The Fencing Act 1978 (s22) states that “the middle of the fence shall be upon the boundary line…or as near thereto as practicable.” It states quite categorically that “no person is entitled to erect a fence that encroaches to any degree whatever upon any land of which he is not the occupier.” (s8), but then continues in less absolute terms, that the Court can order the removal of any encroaching fence unless it is satisfied “(a) that the degree of encroachment is minimal; and (b) that the encroachment in no way adversely affects the use and enjoyment of his land by the applicant.”
The law is clear that pegs in the ground – rather than dimensions on a plan - are the best evidence of a boundary position. In the absence of pegs, then a longstanding occupation (e.g. a fence) is convincing evidence of a boundary position. This indicates that surveyors are exercising a quasi-judicial function in placing boundary pegs and in determining if fences are on the boundary. The final determination about boundaries and fences is a judicial decision not a surveyor’s decision.
All survey measurements are subject to errors. Surveyors recognise this and always seek to minimise these errors, but surveyors allow for measurement tolerances, and the law allows for dimensional tolerances by stating that all dimensions are “a little more or less”. Disputes about boundaries have the potential to cause significant neighbourly conflict, and surveyors need to exercise an extensive and pragmatic tolerance and not get fixated on the numbers and dimensions.
Ring fencing the issues:
- There is no common law obligation to fence a boundary, although there is a requirement to ensure that no nuisance is caused to adjoining neighbours by anything on, or escaping from, that property.
- There exists a statutory expectation that if any owner or occupier on either side of a boundary wants a fence, then it must be agreed to, and funded, by both affected owners.
- Where there are no survey pegs, the fence is the best evidence of boundary position.
- Fences can take a variety of forms, but the Fencing Act 1978 lists some ‘standard, adequate’ fences for both rural and urban situations. Anything more elaborate than an adequate fence is at the discretion of (and cost to) the proponent.
The bra fence
As an example of a high profile boundary dispute, the Bra Fence in the Cardrona Valley illustrates how numbers can sometimes get in the way of sense.

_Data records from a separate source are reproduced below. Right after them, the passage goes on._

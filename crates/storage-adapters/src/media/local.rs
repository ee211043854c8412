//! # Local media store
//! Filesystem implementation of `MediaStore`.
//! Files land flat in one directory that the web layer serves statically;
//! the delete handle is the file name relative to that directory.

use std::io::ErrorKind;
use std::path::{Path, PathBuf};

use async_trait::async_trait;
use domains::{AppError, BlobHandle, MediaStore, Result, StoredFile, Upload};
use tokio::fs;
use tracing::debug;

use super::unique_file_name;

pub struct LocalMediaStore {
    /// Root directory for all uploads (e.g., "./uploads")
    root_path: PathBuf,
    /// Public URL prefix (e.g., "/uploads")
    url_prefix: String,
}

impl LocalMediaStore {
    pub fn new(root: impl Into<PathBuf>, url_prefix: &str) -> Self {
        Self {
            root_path: root.into(),
            url_prefix: url_prefix.trim_end_matches('/').to_string(),
        }
    }

    pub fn root(&self) -> &Path {
        &self.root_path
    }

    pub async fn ensure_root(&self) -> Result<()> {
        fs::create_dir_all(&self.root_path).await.map_err(AppError::storage)
    }

    /// Resolves a handle inside the root, refusing anything that could
    /// escape it.
    fn resolve(&self, handle: &BlobHandle) -> Result<PathBuf> {
        let id = handle.id.as_str();
        let unsafe_id = id.is_empty() || id.contains(['/', '\\']) || id.contains("..");
        if unsafe_id {
            return Err(AppError::Storage(format!("refusing to delete '{id}' outside the uploads directory")));
        }
        Ok(self.root_path.join(id))
    }
}

#[async_trait]
impl MediaStore for LocalMediaStore {
    async fn store(&self, upload: Upload) -> Result<StoredFile> {
        upload.check()?;
        self.ensure_root().await?;

        let name = unique_file_name(&upload);
        fs::write(self.root_path.join(&name), &upload.bytes)
            .await
            .map_err(AppError::storage)?;
        debug!(file = %name, bytes = upload.bytes.len(), "upload written");

        Ok(StoredFile {
            url: format!("{}/{}", self.url_prefix, name),
            handle: BlobHandle::new(name, upload.kind()),
            name: upload.original_name,
        })
    }

    async fn delete(&self, handle: &BlobHandle) -> Result<()> {
        let path = self.resolve(handle)?;
        match fs::remove_file(&path).await {
            Ok(()) => Ok(()),
            Err(e) if e.kind() == ErrorKind::NotFound => Ok(()),
            Err(e) => Err(AppError::storage(e)),
        }
    }

    fn backend(&self) -> &'static str {
        "local"
    }
}
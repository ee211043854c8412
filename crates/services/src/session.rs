//! In-memory admin session store.
//!
//! Sessions expire lazily: nothing sweeps the map, an aged-out entry is
//! evicted the first time it is validated. Validation does not refresh the
//! session clock.

use std::sync::Arc;

use chrono::{DateTime, Duration, Utc};
use dashmap::DashMap;
use domains::{Clock, Result, Session, TokenSource};

pub fn session_ttl() -> Duration {
    Duration::hours(12)
}

#[derive(Debug, Clone, Copy, PartialEq, Eq)]
pub enum SessionStatus {
    Valid,
    Expired,
    Unknown,
}

/// A session issued at `created_at` is live while its age is at most `ttl`.
pub fn session_is_live(created_at: DateTime<Utc>, now: DateTime<Utc>, ttl: Duration) -> bool {
    now - created_at <= ttl
}

pub struct SessionStore {
    clock: Arc<dyn Clock>,
    tokens: Arc<dyn TokenSource>,
    ttl: Duration,
    sessions: DashMap<String, Session>,
}

impl SessionStore {
    pub fn new(clock: Arc<dyn Clock>, tokens: Arc<dyn TokenSource>, ttl: Duration) -> Self {
        Self {
            clock,
            tokens,
            ttl,
            sessions: DashMap::new(),
        }
    }

    pub fn with_defaults(clock: Arc<dyn Clock>, tokens: Arc<dyn TokenSource>) -> Self {
        Self::new(clock, tokens, session_ttl())
    }

    pub fn issue(&self) -> Result<String> {
        let token = self.tokens.generate()?;
        let session = Session {
            created_at: self.clock.now(),
        };
        self.sessions.insert(token.clone(), session);
        Ok(token)
    }

    pub fn validate(&self, token: &str) -> SessionStatus {
        let now = self.clock.now();
        // The read guard must be released before evicting.
        let status = match self.sessions.get(token) {
            None => SessionStatus::Unknown,
            Some(session) if session_is_live(session.created_at, now, self.ttl) => SessionStatus::Valid,
            Some(_) => SessionStatus::Expired,
        };
        if status == SessionStatus::Expired {
            self.sessions.remove(token);
        }
        status
    }

    pub fn revoke(&self, token: &str) {
        self.sessions.remove(token);
    }

    pub fn active_sessions(&self) -> usize {
        self.sessions.len()
    }
}
//! Shared harness: the real router over a temp-dir JSON store, an in-memory
//! media store that records every call, and a clock the test controls.

#![allow(dead_code)]

use std::sync::atomic::{AtomicUsize, Ordering};
use std::sync::{Arc, Mutex};

use api_adapters::{build_router, ApiState, RouterOptions, StaticUploads};
use async_trait::async_trait;
use auth_adapters::{RandomTokenSource, StaticCredentials};
use axum::{
    body::{to_bytes, Body},
    http::{header, Method, Request, StatusCode},
    Router,
};
use chrono::{TimeZone, Utc};
use domains::{
    Announcement, BlobHandle, Clock, Event, Mailer, MediaStore, Result, StoredFile, Upload,
};
use secrecy::SecretString;
use serde_json::{json, Value};
use services::{
    AdminAuth, AnnouncementService, ContactService, EventService, LoginRateLimiter, ManualClock,
    SessionStore,
};
use storage_adapters::{JsonFileRepo, LocalMediaStore};
use tempfile::TempDir;
use tower::ServiceExt;

pub const ADMIN_USER: &str = "admin";
pub const ADMIN_PASS: &str = "s3cret";

const BOUNDARY: &str = "dorm-site-test-boundary";

/// Media store that keeps nothing but the call log.
#[derive(Default)]
pub struct RecordingMediaStore {
    counter: AtomicUsize,
    stored: Mutex<Vec<StoredFile>>,
    deleted: Mutex<Vec<BlobHandle>>,
}

impl RecordingMediaStore {
    pub fn stored(&self) -> Vec<StoredFile> {
        self.stored.lock().unwrap().clone()
    }

    pub fn deleted(&self) -> Vec<BlobHandle> {
        self.deleted.lock().unwrap().clone()
    }
}

#[async_trait]
impl MediaStore for RecordingMediaStore {
    async fn store(&self, upload: Upload) -> Result<StoredFile> {
        upload.check()?;
        let n = self.counter.fetch_add(1, Ordering::SeqCst);
        let id = format!("{}/{n}-{}", upload.destination, upload.original_name);
        let file = StoredFile {
            url: format!("https://media.test/{id}"),
            name: upload.original_name.clone(),
            handle: BlobHandle::new(id, upload.kind()),
        };
        self.stored.lock().unwrap().push(file.clone());
        Ok(file)
    }

    async fn delete(&self, handle: &BlobHandle) -> Result<()> {
        self.deleted.lock().unwrap().push(handle.clone());
        Ok(())
    }

    fn backend(&self) -> &'static str {
        "recording"
    }
}

pub struct TestApp {
    pub router: Router,
    pub clock: Arc<ManualClock>,
    pub media: Arc<RecordingMediaStore>,
    pub dir: TempDir,
}

pub struct TestAppBuilder {
    mailer: Option<Arc<dyn Mailer>>,
    local_media: bool,
}

impl TestApp {
    pub fn builder() -> TestAppBuilder {
        TestAppBuilder {
            mailer: None,
            local_media: false,
        }
    }

    pub fn new() -> Self {
        Self::builder().build()
    }

    pub async fn send(&self, request: Request<Body>) -> (StatusCode, Value) {
        let response = self.router.clone().oneshot(request).await.unwrap();
        let status = response.status();
        let bytes = to_bytes(response.into_body(), usize::MAX).await.unwrap();
        let body = serde_json::from_slice(&bytes)
            .unwrap_or_else(|_| Value::String(String::from_utf8_lossy(&bytes).into_owned()));
        (status, body)
    }

    pub async fn send_raw(&self, request: Request<Body>) -> (StatusCode, Vec<u8>) {
        let response = self.router.clone().oneshot(request).await.unwrap();
        let status = response.status();
        let bytes = to_bytes(response.into_body(), usize::MAX).await.unwrap();
        (status, bytes.to_vec())
    }

    pub async fn login_from(&self, client: &str, username: &str, password: &str) -> (StatusCode, Value) {
        let request = Request::builder()
            .method(Method::POST)
            .uri("/api/admin/login")
            .header(header::CONTENT_TYPE, "application/json")
            .header("x-forwarded-for", client)
            .body(Body::from(json!({ "username": username, "password": password }).to_string()))
            .unwrap();
        self.send(request).await
    }

    /// Logs in as the admin and returns the bearer token.
    pub async fn login(&self) -> String {
        let (status, body) = self.login_from("10.0.0.1", ADMIN_USER, ADMIN_PASS).await;
        assert_eq!(status, StatusCode::OK, "login failed: {body}");
        body["token"].as_str().unwrap().to_string()
    }

    pub async fn get(&self, uri: &str) -> (StatusCode, Value) {
        self.send(Request::get(uri).body(Body::empty()).unwrap()).await
    }

    pub async fn delete(&self, uri: &str, token: Option<&str>) -> (StatusCode, Value) {
        let mut request = Request::builder().method(Method::DELETE).uri(uri);
        if let Some(token) = token {
            request = request.header(header::AUTHORIZATION, format!("Bearer {token}"));
        }
        self.send(request.body(Body::empty()).unwrap()).await
    }

    pub async fn post_form(&self, uri: &str, token: Option<&str>, parts: &[Part]) -> (StatusCode, Value) {
        let mut request = Request::builder()
            .method(Method::POST)
            .uri(uri)
            .header(
                header::CONTENT_TYPE,
                format!("multipart/form-data; boundary={BOUNDARY}"),
            );
        if let Some(token) = token {
            request = request.header(header::AUTHORIZATION, format!("Bearer {token}"));
        }
        self.send(request.body(Body::from(multipart_body(parts))).unwrap()).await
    }

    pub async fn post_json(&self, uri: &str, body: Value) -> (StatusCode, Value) {
        let request = Request::builder()
            .method(Method::POST)
            .uri(uri)
            .header(header::CONTENT_TYPE, "application/json")
            .body(Body::from(body.to_string()))
            .unwrap();
        self.send(request).await
    }
}

impl TestAppBuilder {
    pub fn mailer(mut self, mailer: Arc<dyn Mailer>) -> Self {
        self.mailer = Some(mailer);
        self
    }

    /// Use the real filesystem media store, served under `/uploads`.
    pub fn local_media(mut self) -> Self {
        self.local_media = true;
        self
    }

    pub fn build(self) -> TestApp {
        let dir = tempfile::tempdir().unwrap();
        let clock = Arc::new(ManualClock::new(Utc.with_ymd_and_hms(2025, 5, 1, 9, 0, 0).unwrap()));
        let shared_clock: Arc<dyn Clock> = clock.clone();
        let recording = Arc::new(RecordingMediaStore::default());

        let uploads_dir = dir.path().join("uploads");
        let mut uploads = None;
        let media: Arc<dyn MediaStore> = if self.local_media {
            std::fs::create_dir_all(&uploads_dir).unwrap();
            uploads = Some(StaticUploads {
                dir: uploads_dir.clone(),
                url_prefix: "/uploads".into(),
            });
            Arc::new(LocalMediaStore::new(uploads_dir, "/uploads"))
        } else {
            recording.clone()
        };

        let credentials = StaticCredentials::new(ADMIN_USER, SecretString::from(ADMIN_PASS.to_string()));
        let auth = AdminAuth::new(
            Arc::new(credentials),
            SessionStore::with_defaults(shared_clock.clone(), Arc::new(RandomTokenSource)),
            LoginRateLimiter::with_defaults(shared_clock.clone()),
        );

        let data_dir = dir.path().join("data");
        let state = ApiState {
            auth: Arc::new(auth),
            events: Arc::new(EventService::new(
                Arc::new(JsonFileRepo::<Event>::in_dir(&data_dir)),
                media.clone(),
                shared_clock.clone(),
            )),
            announcements: Arc::new(AnnouncementService::new(
                Arc::new(JsonFileRepo::<Announcement>::in_dir(&data_dir)),
                media,
                shared_clock,
            )),
            contact: Arc::new(ContactService::new(self.mailer)),
        };

        let options = RouterOptions {
            cors_origins: Vec::new(),
            uploads,
        };

        TestApp {
            router: build_router(state, &options),
            clock,
            media: recording,
            dir,
        }
    }
}

pub enum Part {
    Text(&'static str, String),
    File {
        field: &'static str,
        file_name: String,
        content_type: &'static str,
        bytes: Vec<u8>,
    },
}

impl Part {
    pub fn text(name: &'static str, value: impl Into<String>) -> Self {
        Part::Text(name, value.into())
    }

    pub fn image(field: &'static str, file_name: &str) -> Self {
        Part::File {
            field,
            file_name: file_name.to_string(),
            content_type: "image/png",
            bytes: b"\x89PNG\r\n\x1a\nfake".to_vec(),
        }
    }

    pub fn file(field: &'static str, file_name: &str, content_type: &'static str, bytes: Vec<u8>) -> Self {
        Part::File {
            field,
            file_name: file_name.to_string(),
            content_type,
            bytes,
        }
    }
}

pub fn multipart_body(parts: &[Part]) -> Vec<u8> {
    let mut body = Vec::new();
    for part in parts {
        body.extend_from_slice(format!("--{BOUNDARY}\r\n").as_bytes());
        match part {
            Part::Text(name, value) => {
                body.extend_from_slice(
                    format!("Content-Disposition: form-data; name=\"{name}\"\r\n\r\n").as_bytes(),
                );
                body.extend_from_slice(value.as_bytes());
            }
            Part::File {
                field,
                file_name,
                content_type,
                bytes,
            } => {
                body.extend_from_slice(
                    format!(
                        "Content-Disposition: form-data; name=\"{field}\"; filename=\"{file_name}\"\r\n\
                         Content-Type: {content_type}\r\n\r\n"
                    )
                    .as_bytes(),
                );
                body.extend_from_slice(bytes);
            }
        }
        body.extend_from_slice(b"\r\n");
    }
    body.extend_from_slice(format!("--{BOUNDARY}--\r\n").as_bytes());
    body
}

In the long-running dispute about its legality (that included the opinion that it is now a sign and therefore a building, rather than a fence!), a statement was thrown up that in fact the fence was encroaching on the road by 80mm. Whether there are any existing survey pegs defining the boundary or not, a statement that a fence is not on the boundary by that amount is clearly a nonsense. The position of the boundary itself is only defined by survey to within 60mm. The farm posts may have a width of at least 200mm. The law must allow at least that much as coming within the range of “a little more or less”. However the Queenstown Lakes District Council adopted the idea that the fence is encroaching on the road reserve and made statements such as “The council’s property subcommittee decided in April the fence could stay, but the bras had to go. Alternatively, Mr Lee could move the fence on to his own property and apply for resource consent. The fence illegally encroaches on a road reserve by 8cm …” (Otago Daily Times, July 2006).
This statement of legal encroachment is clearly nonsensical. The surveyor must not create, on a purely theoretical basis, adverse occupation and encroachment in respect of occupation lines that have been accepted as the title boundary for years.
In September the bras were finally removed – a loss of a quirky attraction that had received global notoriety - and a victory for conservative and boring planning rules.
Boundary and fence disputes are apparently reasonably common in New Zealand (as evidenced by TV programmes like “My House My Castle” etc.) but few proceed to court. It would seem that as surveyors, we could apply some common sense to fence measurement and ensure that neighbourly disputes are not aggravated by ‘authoritative’ statements of position that disregard the concept of ‘a little more or less’!
Mick Strack is a lecturer and PhD candidate at the School of Surveying, University of Otago, with teaching and research focus on land and property law, indigenous land and resource rights, and sustainability. He writes widely on current land, river, and sea property disputes and reforms.